The task ▸ Repeat, line for line, the entries printed below.

Records provided ▸
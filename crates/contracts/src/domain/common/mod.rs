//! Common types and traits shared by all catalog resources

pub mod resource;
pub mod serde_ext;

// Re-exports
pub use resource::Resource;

Response to this exercise ▸
filename crates/contracts/src/domain/common/mod.rs
//! Common types and traits shared by all catalog resources

pub mod resource;
pub mod serde_ext;

// Re-exports
pub use resource::Resource;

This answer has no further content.